Кривые воздействие - ответ (R² 0,54-0,86) для авибактама q2h или q8h указывают на то, что режим q2h был более эффективным, чем режим q8h (фиг. 12). Суточная доза авибактама, приводящая в результате к статическому действию, когда мышей подвергали воздействию цефтазидима, была ниже для авибактама q2h, чем q8h, с коэффициентами 2,7 и 10,1 для штаммов 11 и 18, соответственно. Это соответствовало общему среднему значению % fT>C_T 1 мг/л для авибактама 20,1% (диапазон 16,1-23,5) (таблица 16). В таблице 17 показаны оценки параметров соответствий модели E_max.

На фиг. 13 показаны результаты двух штаммов, подвергнутых исследованию фракционирования полной дозы авибактама. Хотя каждый из показателей C_max, AUC/МИК и дозы проявлял некоторую корреляцию, визуальный осмотр фигур привел к выводу, что % fT>C_T был несколько лучшим предсказателем, но наблюдалась некоторая вариация. Это указывает на то, что % fT>C_T является не единственным фактором, определяющим результат в данных условиях. На фиг. показан % fT>C_T для трех концентраций C_T. По-видимому, % fT>C_T 1 мг/л является несколько лучшим предсказателем, чем 0,25 мг/л и 4 мг/л. Тем не менее, точное пороговое значение невозможно определить на основании данной фигуры. Оценки, требующиеся для статического действия, частично зависели от дозы цефтазидима (более низкое значение требовалось, если доза цефтазидима была выше).

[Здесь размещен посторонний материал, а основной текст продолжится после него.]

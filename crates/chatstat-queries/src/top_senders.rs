//! Most active senders of direct conversations

use chatstat_core::{ContextKey, Message, Query, QueryContext, QueryOutput, Result};
use indexmap::IndexMap;
use chatstat_ids::{repair_text, Gender};
use serde::Serialize;

pub const ID: &str = "top_senders";

#[derive(Debug, Clone, PartialEq, Eq, Serialize)]
pub struct SenderRank {
    pub rank: usize,
    pub user_id: String,
    pub name: String,
    pub gender: Gender,
    pub messages: usize,
}

/// Ranks senders by message count over direct conversations only.
/// Group conversations contribute nothing; ties keep first-seen order.
#[derive(Debug, Clone)]
pub struct TopSendersQuery {
    limit: usize,
}

impl TopSendersQuery {
    pub fn new(limit: usize) -> Self {
        Self { limit }
    }
}

impl Default for TopSendersQuery {
    fn default() -> Self {
        Self::new(10)
    }
}

impl Query for TopSendersQuery {
    fn id(&self) -> &str {
        ID
    }

    fn extension(&self) -> &str {
        ".json"
    }

    fn required_context(&self) -> &[ContextKey] {
        &[ContextKey::UsersMap, ContextKey::Groups]
    }

    fn compute(&self, messages: &[Message], context: &QueryContext<'_>) -> Result<QueryOutput> {
        let users = context.users(ID)?;
        let groups = context.groups(ID)?;

        let mut counts: IndexMap<&str, usize> = IndexMap::new();
        for message in messages
            .iter()
            .filter(|m| !groups.is_group(&m.conversation_id))
        {
            *counts.entry(message.sender_id.as_str()).or_default() += 1;
        }

        counts.sort_by(|_, a, _, b| b.cmp(a));

        let ranks: Vec<SenderRank> = counts
            .into_iter()
            .take(self.limit)
            .enumerate()
            .map(|(i, (user_id, messages))| {
                let (name, gender) = users.resolve(user_id);
                SenderRank {
                    rank: i + 1,
                    user_id: user_id.to_string(),
                    name: repair_text(name).into_owned(),
                    gender,
                    messages,
                }
            })
            .collect();

        Ok(QueryOutput::Document(serde_json::to_value(ranks)?))
    }
}

#[cfg(test)]
mod tests {
    use super::*;
    use chatstat_core::{AnalyticsConfig, Classification};
    use chatstat_ids::UserMap;
    use serde_json::json;

    fn compute(query: &TopSendersQuery, messages: &[Message]) -> serde_json::Value {
        let config = AnalyticsConfig::default();
        let mut users = UserMap::new();
        users.insert("a", "Anka", Gender::Female);
        let groups = Classification::classify(messages);
        let context = QueryContext::new(&config)
            .with_users(&users)
            .with_groups(&groups);
        query.compute(messages, &context).unwrap().to_json()
    }

    #[test]
    fn test_groups_are_excluded() {
        let messages = vec![
            Message::new("d", "a", &[], 0),
            Message::new("d", "b", &[], 0),
            Message::new("d", "a", &[], 0),
            Message::new("g", "b", &[], 0),
            Message::new("g", "b", &[], 0),
            Message::new("g", "x", &[], 0),
            Message::new("g", "y", &[], 0),
        ];
        let ranks = compute(&TopSendersQuery::default(), &messages);
        assert_eq!(
            ranks,
            json!([
                {"rank": 1, "user_id": "a", "name": "Anka", "gender": "female", "messages": 2},
                {"rank": 2, "user_id": "b", "name": "unknown", "gender": "unknown", "messages": 1},
            ])
        );
    }

    #[test]
    fn test_limit_and_ties() {
        let messages: Vec<Message> = (0..15)
            .map(|i| Message::new(format!("c{}", i), format!("u{}", i), &[], 0))
            .collect();
        let ranks = compute(&TopSendersQuery::default(), &messages);
        let ranks = ranks.as_array().unwrap();
        assert_eq!(ranks.len(), 10);
        assert_eq!(ranks[0]["user_id"], "u0");
        assert_eq!(ranks[9]["user_id"], "u9");
    }

    #[test]
    fn test_declares_json_output() {
        assert_eq!(TopSendersQuery::default().extension(), ".json");
    }
}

На фиг. 14 показано отношение воздействие-ответ авибактама для четырех штаммов P. aeruginosa (7, 5, 19 и 1) при обработке различными дозами цефтазидима q2h. Два из четырех штаммов P. aeruginosa показали более высокий ответ на авибактам, чем ожидалось, как видно из 2 нижних панелей. В таблице 18 представлены оценки % fT>C_T 1 мг/л авибактама четырех штаммов на изменение log₁₀(КОЕ/образец ткани) = 0 или равновесие через 24 ч. Для штаммов 1 и 19, которые показали эффект лучше предсказанного, этот показатель невозможно было надежно оценить. Для двух других штаммов он составлял 21,4 и 19,4%.

Определение % времени концентрации свободного лекарственного средства превышает 4 мг/л (цефтазидим) и 1 мг/л (авибактам) в точке равновесия при 24 ч: то есть dlog₁₀ КОЕ (Е)=0.

1. Способ лечения нозокомиальной инфекционной пневмонии у пациента, нуждающегося в этом, включающий введение пациенту эффективного количества комбинации цефтазидима или его фармацевтически приемлемой соли и авибактама или его фармацевтически приемлемой соли;

где эффективное количество цефтазидима составляет 2000 мг и эффективное количество авибактама составляет 500 мг на дозу;

где эффективное количество комбинации вводят каждые восемь часов;

где комбинацию цефтазидима и авибактама вводят одновременно;

и где эффективное количество комбинации вводят внутривенно.

2. Способ по п. 1, где нозокомиальная инфекционная пневмония представляет собой внутрибольничную пневмонию.

3. Способ по п. 1, где нозокомиальная инфекционная пневмония представляет собой пневмонию, связанную с проведением искусственной вентиляции легких.

4. Способ по п. 1, дополнительно включающий введение одного или более чем одного дополнительного терапевтического агента.

5. Способ по п. 4, где один или более чем один дополнительный терапевтический агент представляет собой антибактериальный агент, выбранный из группы, состоящей из тобрамицина, левофлоксацина, ванкомицина, линезолида, тигециклина и колистина.

6. Способ по любому из пп. 1-5, где комбинацию вводят внутривенно в течение 2 часов.